RFC (request for comments) on new package "require.ado"

12 Jul 2021, 06:17

Hi all,

There is an undocumented ado-file in ftools which I found quite useful for my own work, so I've spinned it off into its own package, so far named "require". I haven't submitted to SSC or released v1.0, so any feedback at this point would be really useful. This is how I use "require", and how I expect others might benefit from it:

1) At the beginning of do-files, to ensure whoever runs it (me on other computers, coauthors, etc.) have the correct versions of programs:

Code:

clear all cls .. require rdrobust>=8 // at least version 8 require reghdfe>=6.0.1 // at least version 6.0.1 require tuples // no specific version, just that it's installed (so it's equivalent to "which tuples") ...

2) In my own packages, to ensure dependencies are met

Code:

program reghdfe syntax ... require ftools>=2.47.0 ... end

In terms of extra features, there are three so far:

1) You can also auto-install the package if it doesn't exist:

Code:

require tuples, install // will install from SSC require gtools>=1.7.5, install from(https://raw.githubusercontent.com/mcaceresb/stata-gtools/master/build/) // install from a given URL, like "net install gtools, from()"

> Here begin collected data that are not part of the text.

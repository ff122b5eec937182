//! Image processing: pure Rust, no system libraries.
//!
//! | Operation | Crate / function |
//! |---|---|
//! | **Decode** | `image::guess_format` + `load_from_memory_with_format` |
//! | **Square** | Lanczos3 fit + centered overlay on black |
//! | **Encode** | `JpegEncoder` / `PngEncoder` |
//!
//! The module is split into:
//! - **Calculations**: Pure functions for dimension math (unit testable)
//! - **Codec**: [`Format`], [`RasterImage`], byte-level [`decode`] / [`encode`]
//! - **Normalize**: the letterbox transform, [`normalize`]
//! - **Parameters**: [`Quality`], [`OutputFormat`], [`SquareParams`]
//! - **Backend**: [`ImageBackend`] trait + [`RustBackend`]

pub mod backend;
mod calculations;
pub mod codec;
pub mod normalize;
mod params;
pub mod rust_backend;

pub use backend::{Dimensions, ImageBackend, ImagingError, Squared};
pub use calculations::{calculate_fit_dimensions, center_offset, square_side};
pub use codec::{Format, RasterImage, decode, encode};
pub use normalize::normalize;
pub use params::{OutputFormat, Quality, SquareParams};
pub use rust_backend::RustBackend;
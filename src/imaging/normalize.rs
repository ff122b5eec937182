//! Square letterboxing.
//!
//! ```text
//! 1920×1080 source          1080×1080 result
//! ┌──────────────────┐      ┌────────────┐
//! │                  │      │▓▓▓▓▓▓▓▓▓▓▓▓│  black
//! │      photo       │  →   │   photo    │  fitted 1080×608
//! │                  │      │▓▓▓▓▓▓▓▓▓▓▓▓│  black
//! └──────────────────┘      └────────────┘
//! ```
//!
//! The canvas side is the source's shorter edge, so the longer edge is scaled
//! down to it and the remaining band is filled with opaque black.

use super::calculations::{calculate_fit_dimensions, center_offset, square_side};
use super::codec::RasterImage;
use image::imageops::{self, FilterType};
use image::{DynamicImage, Rgba, RgbaImage};

const CANVAS: Rgba<u8> = Rgba([0, 0, 0, 255]);

/// Fit `source` into a black square as large as its shorter edge.
///
/// The returned image is always `s × s` with `s = min(width, height)`, 8-bit
/// RGB, and keeps the source format tag. Transparent pixels are blended onto
/// the black canvas.
pub fn normalize(source: &RasterImage) -> RasterImage {
    let dims = (source.width(), source.height());
    let side = square_side(dims);
    let (fit_w, fit_h) = calculate_fit_dimensions(dims, side);

    let rgba = source.pixels().to_rgba8();
    let fitted = if (fit_w, fit_h) == dims {
        rgba
    } else {
        imageops::resize(&rgba, fit_w, fit_h, FilterType::Lanczos3)
    };

    let mut canvas = RgbaImage::from_pixel(side, side, CANVAS);
    let (x, y) = center_offset(side, (fit_w, fit_h));
    imageops::overlay(&mut canvas, &fitted, i64::from(x), i64::from(y));

    let flattened = DynamicImage::ImageRgba8(canvas).to_rgb8();
    RasterImage::new(DynamicImage::ImageRgb8(flattened), source.format())
}

#[cfg(test)]
mod tests {
    use super::*;
    use crate::imaging::codec::{self, Format};
    use crate::imaging::params::Quality;
    use image::{Rgb, RgbImage};

    const WHITE: Rgb<u8> = Rgb([255, 255, 255]);
    const BLACK: Rgb<u8> = Rgb([0, 0, 0]);

    fn raster(img: RgbImage) -> RasterImage {
        RasterImage::new(DynamicImage::ImageRgb8(img), Format::Jpeg)
    }

    fn solid(width: u32, height: u32, color: Rgb<u8>) -> RasterImage {
        raster(RgbImage::from_pixel(width, height, color))
    }

    fn rgb(img: &RasterImage) -> RgbImage {
        img.pixels().to_rgb8()
    }

    #[test]
    fn output_is_square_of_short_edge() {
        for (w, h) in [(192, 108), (108, 192), (50, 50), (7, 3), (1, 9)] {
            let out = normalize(&solid(w, h, WHITE));
            let side = w.min(h);
            assert_eq!((out.width(), out.height()), (side, side), "source {w}x{h}");
        }
    }

    #[test]
    fn square_input_is_unchanged() {
        let source = RgbImage::from_fn(30, 30, |x, y| Rgb([x as u8 * 8, y as u8 * 8, 77]));
        let out = normalize(&raster(source.clone()));
        assert_eq!(rgb(&out), source);
    }

    #[test]
    fn landscape_gets_bars_top_and_bottom() {
        // 192x108 → side 108, fitted 108x61 at y offset 23
        let out = rgb(&normalize(&solid(192, 108, WHITE)));
        assert_eq!(*out.get_pixel(54, 0), BLACK);
        assert_eq!(*out.get_pixel(54, 107), BLACK);
        assert_eq!(*out.get_pixel(54, 54), WHITE);
        assert_eq!(*out.get_pixel(0, 54), WHITE);
        assert_eq!(*out.get_pixel(107, 54), WHITE);
    }

    #[test]
    fn portrait_gets_bars_left_and_right() {
        // 60x80 → side 60, fitted 45x60 at x offset 7
        let out = rgb(&normalize(&solid(60, 80, WHITE)));
        assert_eq!(*out.get_pixel(0, 30), BLACK);
        assert_eq!(*out.get_pixel(59, 30), BLACK);
        assert_eq!(*out.get_pixel(30, 30), WHITE);
        assert_eq!(*out.get_pixel(30, 0), WHITE);
    }

    #[test]
    fn transparent_pixels_become_black() {
        let clear = RgbaImage::from_pixel(16, 16, Rgba([255, 0, 0, 0]));
        let source = RasterImage::new(DynamicImage::ImageRgba8(clear), Format::Png);
        let out = rgb(&normalize(&source));
        assert!(out.pixels().all(|p| *p == BLACK));
    }

    #[test]
    fn keeps_source_format_tag() {
        let source = RasterImage::new(DynamicImage::new_rgb8(10, 4), Format::Png);
        assert_eq!(normalize(&source).format(), Format::Png);
    }

    #[test]
    fn normalizing_twice_keeps_dimensions() {
        let once = normalize(&solid(90, 40, WHITE));
        let twice = normalize(&once);
        assert_eq!(
            (twice.width(), twice.height()),
            (once.width(), once.height())
        );
    }

    #[test]
    fn roundtrip_through_both_codecs() {
        let once = normalize(&solid(33, 21, WHITE));
        for format in [Format::Jpeg, Format::Png] {
            let bytes = codec::encode(&once, format, Quality::default()).unwrap();
            let decoded = codec::decode(&bytes).unwrap();
            assert_eq!(decoded.format(), format);
            assert_eq!((decoded.width(), decoded.height()), (21, 21));
        }
    }
}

2) You can also put all the dependencies in an external text file and then type:

Code:

require using requirements.txt

3) "require" returns a few useful things such as the version, date, and version details (major, minor, patch) in "s()", which you can see with "sreturns list".

To install the package, you can run:

Code:

net install require, from("https://raw.githubusercontent.com/sergiocorreia/stata-require/master/src/")

Any thoughts are more than welcome,
Sergio

PS: a preeemptive FAQ:
Does this work with the github package? --> I'm not that familiar with github.ado because some of the packages I use most (gtools, plus my own) don't work with it as their code is in the "src" or "build" subfolders.

How does this detect version numbers? --> It searches the first string (starbang) and tries to make sense of the string. This is very heuristic because every author had its own best practices (and which changed with time). So far, it seems I'm able to pick up about two-thirds of the most common Stata packages (with a bias for newer packages), but that can definitely be improved
Tags: None

1 like
daniel klein

Join Date: Mar 2014

Posts: 3818
#2

12 Jul 2021, 07:23

Similar ideas have come up from time to time; see these programs from the SSC and the respective references in the help files. Probably the most elaborate variation on this that I have seen is Ben Jann's adolist (SSC).

Anyway, when I implemented rqrs and which_version, I stumbled over the same problems as the ones you mention in your preemptive questions (and some more).

The first problem is, that for this to be useful, you would need to explicitly install the program, require, first. That is, you can obviously not type

Code:

require require

but would need to include

Code:

net install require, from("https://raw.githubusercontent.com/sergiocorreia/stata-require/master/src/")

in any do-file (and ado-file, program, etc.) that relies on require. I doubt that this is going to be adopted by a critical mass of users and/or programmers.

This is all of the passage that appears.